Tome polvo de las cuatro esquinas de la casa, póngalo en un recipiente de barro y en el centro encienda una vela blanca a la Virgen de Los Caminos para que abra la puerta de la prosperidad; después de rezar la oración que aparece a continuación, apague la vela, tome el puñado de tierra o polvo y, cuando salga a la calle, sóplelo al viento.
"Virgen del Camino, Madre de Jesús y Madre nuestra,
que dijiste sí al Señor que te habló por el ángel
y te pusiste en camino, presurosa, para visitar a tu prima Isabel,
enséñanos la alegría de servir con amor a nuestros hermanos.
Enséñanos a valorar y defender la vida desde su concepción.
Tú, que conociste el camino del exilio,
protege a tantos desterrados en su propia tierra,
porque no tienen trabajo ni vivienda digna.

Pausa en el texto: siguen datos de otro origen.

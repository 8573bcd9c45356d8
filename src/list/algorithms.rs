use crate::list::List;
use std::cmp::Ordering;
use std::hash::{Hash, Hasher};

pub mod drain;
mod merge;
mod sort;

use sort::merge_sort;

impl<T: PartialEq> PartialEq for List<T> {
    fn eq(&self, other: &Self) -> bool {
        // Lengths are tracked, so unequal sizes never walk the chains.
        self.len() == other.len() && self.iter().eq(other)
    }
}

impl<T: Eq> Eq for List<T> {}

impl<T: PartialOrd> PartialOrd for List<T> {
    fn partial_cmp(&self, other: &Self) -> Option<Ordering> {
        self.iter().partial_cmp(other)
    }
}

impl<T: Ord> Ord for List<T> {
    #[inline]
    fn cmp(&self, other: &Self) -> Ordering {
        self.iter().cmp(other)
    }
}

impl<T: Clone> Clone for List<T> {
    fn clone(&self) -> Self {
        self.iter().cloned().collect()
    }

    /// Clone into `self`, reusing as many existing nodes as possible.
    fn clone_from(&mut self, other: &Self) {
        self.assign(other.iter().cloned());
    }
}

impl<T: Hash> Hash for List<T> {
    fn hash<H: Hasher>(&self, state: &mut H) {
        self.len().hash(state);
        for elt in self {
            elt.hash(state);
        }
    }
}

impl<T> List<T> {
    /// Returns `true` if some element of the list equals `x`.
    ///
    /// # Examples
    ///
    /// ```
    /// use sentinel_list::List;
    ///
    /// let list = List::from(["ash", "birch", "cedar"]);
    ///
    /// assert!(list.contains(&"birch"));
    /// assert!(!list.contains(&"oak"));
    /// ```
    pub fn contains(&self, x: &T) -> bool
    where
        T: PartialEq<T>,
    {
        self.iter().any(|e| e == x)
    }

    /// Clones the elements into a new `Vec`, front to back.
    pub fn to_vec(&self) -> Vec<T>
    where
        T: Clone,
    {
        self.iter().cloned().collect()
    }

    /// Consumes the list into a `Vec`, front to back.
    pub fn into_vec(self) -> Vec<T> {
        self.into_iter().collect()
    }

    /// Reverses the order of the elements, in place.
    ///
    /// Every node keeps its allocation: the walk swaps the `next`/`prev`
    /// pair of each node of the ring (sentinels included) and then swaps
    /// the two sentinel boxes, so no element is moved or copied.
    ///
    /// Applying `reverse` twice restores the original order.
    ///
    /// # Complexity
    ///
    /// Runs in *O*(*n*) time and *O*(1) memory.
    ///
    /// # Examples
    ///
    /// ```
    /// use sentinel_list::List;
    ///
    /// let mut list = List::from([1, 2, 3, 4]);
    /// list.reverse();
    /// assert_eq!(list.to_vec(), vec![4, 3, 2, 1]);
    ///
    /// list.reverse();
    /// assert_eq!(list.to_vec(), vec![1, 2, 3, 4]);
    /// ```
    pub fn reverse(&mut self) {
        if self.len < 2 {
            return;
        }
        let head = self.head_node();
        let mut node = head;
        loop {
            // SAFETY: every link of the ring points at a live node, and the
            // walk follows the saved `next` links, so it visits each node
            // exactly once before coming back to `head`.
            unsafe {
                let links = node.as_mut();
                std::mem::swap(&mut links.next, &mut links.prev);
                node = links.prev; // the original `next`
            }
            if node == head {
                break;
            }
        }
        // The old head sentinel now closes the ring after the last
        // element, so the two sentinels trade roles.
        std::mem::swap(&mut self.head, &mut self.tail);
    }

    /// Removes consecutive repeated elements.
    ///
    /// Only runs of equal neighbours collapse to their first element;
    /// equal elements separated by a different one are all kept.
    ///
    /// # Examples
    ///
    /// ```
    /// use sentinel_list::List;
    ///
    /// let mut list = List::from([1, 1, 2, 2, 2, 3, 1]);
    /// list.dedup();
    /// assert_eq!(list.to_vec(), vec![1, 2, 3, 1]);
    /// ```
    pub fn dedup(&mut self)
    where
        T: PartialEq,
    {
        self.dedup_by(|a, b| a == b)
    }

    /// Removes all but the first of consecutive elements satisfying the
    /// given equality relation.
    ///
    /// The `same_bucket` function is passed the later element first, and
    /// the later element is the one removed when it returns `true`.
    ///
    /// # Examples
    ///
    /// ```
    /// use sentinel_list::List;
    ///
    /// let mut list = List::from(["foo", "bar", "Bar", "baz", "bar"]);
    /// list.dedup_by(|a, b| a.eq_ignore_ascii_case(b));
    /// assert_eq!(list.to_vec(), vec!["foo", "bar", "baz", "bar"]);
    /// ```
    pub fn dedup_by<F>(&mut self, mut same_bucket: F)
    where
        F: FnMut(&mut T, &mut T) -> bool,
    {
        let tail = self.tail_node();
        let mut current = self.front_node();
        while current != tail {
            // SAFETY: `current` is a live node, so its `next` link is valid.
            let mut next = unsafe { current.as_ref().next };
            if next == tail {
                break;
            }
            // SAFETY: both nodes are live and distinct, so the two mutable
            // borrows do not overlap.
            let same = unsafe {
                same_bucket(&mut next.as_mut().element, &mut current.as_mut().element)
            };
            if same {
                // SAFETY: `next` is a live non-sentinel node of this list.
                drop(unsafe { self.detach_node(next) });
            } else {
                current = next;
            }
        }
    }

    /// Removes all but the first of consecutive elements that resolve to
    /// the same key.
    ///
    /// # Examples
    ///
    /// ```
    /// use sentinel_list::List;
    ///
    /// let mut list = List::from([10, 20, 21, 30, 20]);
    /// list.dedup_by_key(|i| *i / 10);
    /// assert_eq!(list.to_vec(), vec![10, 20, 30, 20]);
    /// ```
    pub fn dedup_by_key<K, F>(&mut self, mut key: F)
    where
        F: FnMut(&mut T) -> K,
        K: PartialEq,
    {
        self.dedup_by(|a, b| key(a) == key(b))
    }

    /// Sorts the list.
    ///
    /// The sort is stable: equal elements keep their original order.
    ///
    /// # Complexity
    ///
    /// Runs in *O*(*n* * log(*n*)) time and *O*(1) memory.
    ///
    /// # Current Implementation
    ///
    /// A merge sort over the links, falling back to an insertion sort
    /// below a small range length. Nodes are relinked in place, so no
    /// element is moved or copied and no side storage is allocated.
    ///
    /// # Examples
    ///
    /// ```
    /// use sentinel_list::List;
    ///
    /// let mut list = List::from([4, 1, 9, 2, 9]);
    /// list.sort();
    /// assert_eq!(list.into_vec(), vec![1, 2, 4, 9, 9]);
    /// ```
    pub fn sort(&mut self)
    where
        T: Ord,
    {
        merge_sort(self, |a, b| a.lt(b));
    }

    /// Sorts the list with a comparator function.
    ///
    /// The sort is stable: elements that compare equal keep their
    /// original order.
    ///
    /// `compare` must define a total order over the elements. When it
    /// does not, the resulting order is unspecified, though the list
    /// still holds every element exactly once. A total order relates
    /// every pair of elements one way (`Less`, `Equal` or `Greater`)
    /// and is transitive.
    ///
    /// [`f64`] is the usual example of a type that is only partially
    /// ordered, because of `NaN`; a list known to hold no `NaN` can
    /// still be sorted through `partial_cmp`:
    ///
    /// ```
    /// use sentinel_list::List;
    ///
    /// let mut floats = List::from([2.5f64, 0.5, 1.5]);
    /// floats.sort_by(|a, b| a.partial_cmp(b).unwrap());
    /// assert_eq!(floats.into_vec(), vec![0.5, 1.5, 2.5]);
    /// ```
    ///
    /// # Complexity
    ///
    /// Runs in *O*(*n* * log(*n*)) time and *O*(1) memory.
    ///
    /// # Examples
    ///
    /// ```
    /// use sentinel_list::List;
    ///
    /// let mut list = List::from([6, 8, 3, 7]);
    /// list.sort_by(|a, b| a.cmp(b));
    /// assert_eq!(list.to_vec(), vec![3, 6, 7, 8]);
    ///
    /// // descending
    /// list.sort_by(|a, b| b.cmp(a));
    /// assert_eq!(list.to_vec(), vec![8, 7, 6, 3]);
    /// ```
    pub fn sort_by<F>(&mut self, mut compare: F)
    where
        F: FnMut(&T, &T) -> Ordering,
    {
        merge_sort(self, |a, b| compare(a, b) == Ordering::Less)
    }

    /// Sorts the list with a key extraction function.
    ///
    /// The sort is stable: elements with equal keys keep their original
    /// order. The key function runs on both sides of every comparison,
    /// so keys should be cheap to compute.
    ///
    /// # Complexity
    ///
    /// Runs in *O*(*m* \* *n* \* log(*n*)) time and *O*(1) memory,
    /// where the key function is *O*(*m*).
    ///
    /// # Examples
    ///
    /// ```
    /// use sentinel_list::List;
    ///
    /// let mut list = List::from([-4i32, 6, 1, -2]);
    /// list.sort_by_key(|k| k.abs());
    /// assert_eq!(list.into_vec(), vec![1, -2, -4, 6]);
    /// ```
    pub fn sort_by_key<K, F>(&mut self, mut f: F)
    where
        F: FnMut(&T) -> K,
        K: Ord,
    {
        merge_sort(self, |a, b| f(a).lt(&f(b)));
    }

    /// Merges `other` into the list, preserving the sorted order of both.
    ///
    /// Both lists are assumed to be sorted in ascending order. This
    /// precondition is not checked; if it does not hold, the result is
    /// an unspecified interleaving of the two sequences, but the list
    /// stays a valid sequence holding every element of both inputs.
    ///
    /// The nodes of `other` are relinked into `self` without copying or
    /// reallocating any element, and `other` is left empty. Equal
    /// elements keep the ones already in `self` first, so the merge is
    /// stable.
    ///
    /// # Complexity
    ///
    /// Runs in *O*(*n* + *m*) time and *O*(1)
    /// memory.
    ///
    /// # Examples
    ///
    /// ```
    /// use sentinel_list::List;
    ///
    /// let mut list = List::from([1, 3, 5]);
    /// let mut other = List::from([2, 4]);
    ///
    /// list.merge(&mut other);
    ///
    /// assert_eq!(list.to_vec(), vec![1, 2, 3, 4, 5]);
    /// assert!(other.is_empty());
    /// ```
    pub fn merge(&mut self, other: &mut Self)
    where
        T: Ord,
    {
        merge::merge_lists(self, other, |a, b| a.lt(b));
    }

    /// Merges `other` into the list, using the comparator function to
    /// define the order.
    ///
    /// Both lists are assumed to be sorted with respect to `compare`;
    /// see [`merge`](List::merge) for what happens when they are not.
    /// After merging, `other` is empty.
    ///
    /// # Examples
    ///
    /// ```
    /// use sentinel_list::List;
    ///
    /// let mut list = List::from([5, 3, 1]);
    /// let mut other = List::from([4, 2]);
    ///
    /// list.merge_by(&mut other, |a, b| b.cmp(a));
    ///
    /// assert_eq!(list.to_vec(), vec![5, 4, 3, 2, 1]);
    /// assert!(other.is_empty());
    /// ```
    pub fn merge_by<F>(&mut self, other: &mut Self, mut compare: F)
    where
        F: FnMut(&T, &T) -> Ordering,
    {
        merge::merge_lists(self, other, |a, b| compare(a, b) == Ordering::Less);
    }
}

Tú, que en el camino de Jerusalén no encontrabas a tu hijo adolescente,
ilumínanos cuando Jesús se nos pierda.
Tú, que seguiste a Cristo por el camino de la cruz,
sostén con tu amor de madre a todos los que sufren y enséñanos a compartir los gozos y los sufrimientos de nuestros hermanos.
Tú, que fuiste testigo de la resurrección de Jesús,
ayúdanos a vivir resucitados.
Sé nuestra fuerza en el camino de la vida y enséñanos a recorrerlo en la caridad fraterna.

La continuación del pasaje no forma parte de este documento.